By Matthew E. Fink, MD

Professor and Chairman, Department of Neurology, Weill Cornell Medical College; Neurologist-in-Chief, New York Presbyterian Hospital

Dr. Fink reports he is a retained consultant for Proctor & Gamble and Pfizer.

SOURCE: Yaghi S, Rostanski SK, Boehme AK, et al. Imaging parameters and recurrent cerebral vascular events in patients with minor stroke or transient ischemic attack. JAMA Neurol 2016;73:572-578.

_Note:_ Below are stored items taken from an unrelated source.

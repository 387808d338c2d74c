//! Explicit runtime effect-queue executor for reducer-emitted side effects.

use leptos::*;

use crate::{reducer::RuntimeEffect, runtime_context::DesktopRuntimeContext};

/// Installs the effect executor that drains reducer-emitted runtime effects in order.
pub fn install(runtime: DesktopRuntimeContext) {
    // Clear the queue before running so effects that dispatch again enqueue a fresh batch.
    create_effect(move |_| {
        let queued = runtime.effects.get();
        if queued.is_empty() {
            return;
        }

        runtime.effects.set(Vec::new());

        for effect in queued {
            run_runtime_effect(runtime, effect);
        }
    });
}

fn run_runtime_effect(runtime: DesktopRuntimeContext, effect: RuntimeEffect) {
    match effect {
        RuntimeEffect::TeardownContent(content) => content.teardown(),
        RuntimeEffect::Lifecycle { window_id, event } => {
            tracing::debug!(window_id = %window_id, event = event.token(), "window lifecycle");
        }
        RuntimeEffect::OpenExternalUrl(url) => open_external_url(&url),
        RuntimeEffect::RefreshClock => runtime.clock.set(clock_label()),
    }
}

#[cfg(target_arch = "wasm32")]
fn open_external_url(url: &str) {
    if let Err(err) = window().open_with_url_and_target(url, "_blank") {
        logging::warn!("failed to open {url}: {err:?}");
    }
}

#[cfg(not(target_arch = "wasm32"))]
fn open_external_url(url: &str) {
    logging::log!("external url requested outside the browser: {url}");
}

/// Local wall-clock time formatted by the host locale.
pub(crate) fn clock_label() -> String {
    #[cfg(target_arch = "wasm32")]
    {
        String::from(js_sys::Date::new_0().to_locale_time_string("default"))
    }

    #[cfg(not(target_arch = "wasm32"))]
    {
        String::from("--:--:--")
    }
}
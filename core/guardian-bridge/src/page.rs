//! Page-side plumbing for the CLI.
//!
//! `relay` feeds page events from a host (one JSON object per line) through
//! the Messaging Bridge. `start`/`end` act as the page itself: they call the
//! page API, whose posted messages loop back into a same-origin bridge.

use std::io::BufRead;

use guardian_core::{BridgeOutcome, MessagingBridge, PageEvent, PagePort, SessionRelay};
use serde_json::Value;

/// Delivers `postMessage` calls to a bridge listening on the same page.
pub struct LoopbackPort<R> {
    bridge: MessagingBridge<R>,
    last_outcome: Option<BridgeOutcome>,
}

impl<R: SessionRelay> LoopbackPort<R> {
    pub fn new(bridge: MessagingBridge<R>) -> Self {
        Self {
            bridge,
            last_outcome: None,
        }
    }

    pub fn last_outcome(&self) -> Option<BridgeOutcome> {
        self.last_outcome
    }
}

impl<R: SessionRelay> PagePort for LoopbackPort<R> {
    fn post_message(&mut self, data: Value, target_origin: &str) {
        // A page only hears its own messages when the target matches.
        if target_origin != self.bridge.page_origin() {
            self.last_outcome = None;
            return;
        }
        let event = PageEvent {
            origin: target_origin.to_string(),
            data,
        };
        self.last_outcome = Some(self.bridge.handle(&event));
    }
}

#[derive(Debug, Default, Clone, PartialEq, Eq)]
pub struct RelayStats {
    pub relayed: usize,
    pub failed: usize,
    pub ignored: usize,
    pub rejected: usize,
    pub unreadable: usize,
}

/// Runs until `reader` is exhausted. Unreadable lines are skipped.
pub fn relay_events<B: BufRead, R: SessionRelay>(
    reader: B,
    bridge: &mut MessagingBridge<R>,
) -> std::io::Result<RelayStats> {
    let mut stats = RelayStats::default();

    for line in reader.lines() {
        let line = line?;
        if line.trim().is_empty() {
            continue;
        }
        let event: PageEvent = match serde_json::from_str(&line) {
            Ok(event) => event,
            Err(err) => {
                tracing::debug!(error = %err, "Skipping unreadable page event");
                stats.unreadable += 1;
                continue;
            }
        };

        match bridge.handle(&event) {
            BridgeOutcome::Relayed(kind) => {
                tracing::info!(message_type = ?kind, "Relayed page message");
                stats.relayed += 1;
            }
            BridgeOutcome::RelayFailed(_) => stats.failed += 1,
            BridgeOutcome::Ignored => stats.ignored += 1,
            BridgeOutcome::Rejected => stats.rejected += 1,
        }
    }

    Ok(stats)
}
//! # guardian-core
//!
//! Core library for the focus guardian: keeps a user inside an allow-list of
//! sites for the duration of a declared flow session.
//!
//! ## Components
//!
//! - [`matcher`]: pure allow-list policy (hostname × allow-list → allowed?)
//! - [`store`]: the Session Store, owner of the single session record
//! - [`observer`]: tab navigation/activation handlers that record distractions
//!   and ask for an overlay
//! - [`overlay`]: the in-page blocking prompt with its snooze timer
//! - [`bridge`]: same-origin page messages ↔ session control
//! - [`status`]: popup-style summary of the current session
//!
//! ## Design Principles
//!
//! - **Synchronous**: No async runtime dependency. The daemon serializes
//!   access with a `Mutex`; every context is single-threaded otherwise.
//! - **Capabilities as traits**: persistence, badge, overlay injection, page
//!   surfaces and relays are traits so each host environment plugs in its own.
//! - **Best effort**: persistence, badge and injection failures are logged
//!   and absorbed; nothing propagates to the host page.
//!
//! ## Quick Start
//!
//! ```rust,ignore
//! use guardian_core::{FileSessionPersistence, FileStatusIndicator, SessionStore, StorageConfig};
//!
//! let storage = StorageConfig::resolve()?;
//! let mut store = SessionStore::new(
//!     FileSessionPersistence::new(storage.session_file()),
//!     FileStatusIndicator::new(storage.badge_file()),
//! );
//! store.restore();
//! store.start("task-1", &["github.com".to_string()]);
//! ```

pub mod bridge;
pub mod config;
pub mod error;
pub mod indicator;
pub mod matcher;
pub mod observer;
pub mod overlay;
pub mod persistence;
pub mod status;
pub mod storage;
pub mod store;

pub use bridge::{BridgeOutcome, MessagingBridge, PageApi, PageEvent, PagePort, RelayError, SessionRelay};
pub use config::{load_config, save_config, GuardianConfig, DEFAULT_ALLOWED_SITES};
pub use error::{GuardianError, Result};
pub use indicator::{Badge, FileStatusIndicator, MemoryStatusIndicator, StatusIndicator};
pub use matcher::{extract_hostname, is_allowed, is_url_allowed, AllowList};
pub use observer::{on_tab_activated, on_tab_updated, InjectionError, OverlayInjector, OverlayRequest, Verdict};
pub use overlay::{
    MemorySurface, OverlayChoice, OverlayController, OverlayState, OverlayView, Surface,
    OVERLAY_ELEMENT_ID, SNOOZE_DURATION,
};
pub use persistence::{FileSessionPersistence, MemorySessionPersistence, SessionPersistence};
pub use status::{format_duration, StatusSummary};
pub use storage::StorageConfig;
pub use store::{EndedSession, SessionStore};

pub use focus_guardian_protocol::{Distraction, Session, SessionStatus};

Recurrent cerebral vascular events (RCVEs) are one of the main determinants of outcome in patients after minor strokes and transient ischemic attacks (TIAs). The risk of recurrence is highest within 90 days and is particularly high in the first 48 hours. A number of scoring systems have been developed to attempt a prediction and stratify high-risk from low-risk patients. However, the scores have been limited because they were derived from mostly non-neurologist diagnosed TIA samples and their applicability to patients seen by current neurology stroke teams is questionable. The objective of this study was to determine predictors of early recurrent cerebral vascular events among patients with TIA or minor stroke, defined as an NIHSS of 0 to 3. This retrospective cohort study was conducted at two tertiary care centers, Columbia University in New York, and Tulane University in New Orleans, from 2010 until 2014. All patients were diagnosed with a TIA or minor stroke by a neurologist when they presented to the ED. The primary outcome was a recurrent neurological event unexplained by any other medical condition. Of 1,258 total patients, 71 experienced recurrent events. In a multivariate model of prediction for recurrent infarct, the significance predictors were 1) infarcts on neuroimaging (CT or diffusion-weighted MRI), with an odds ratio of 1.75, and 2) large vessel disease etiology, with an odds ratio of 6.69. When both predictors were present, there was a further increase in the risk of patients experiencing recurrent cerebral vascular events. When neither predictor was present, the rate of recurring events was extremely low (up to 2%). Patients who experienced recurrent events were less likely to be discharged.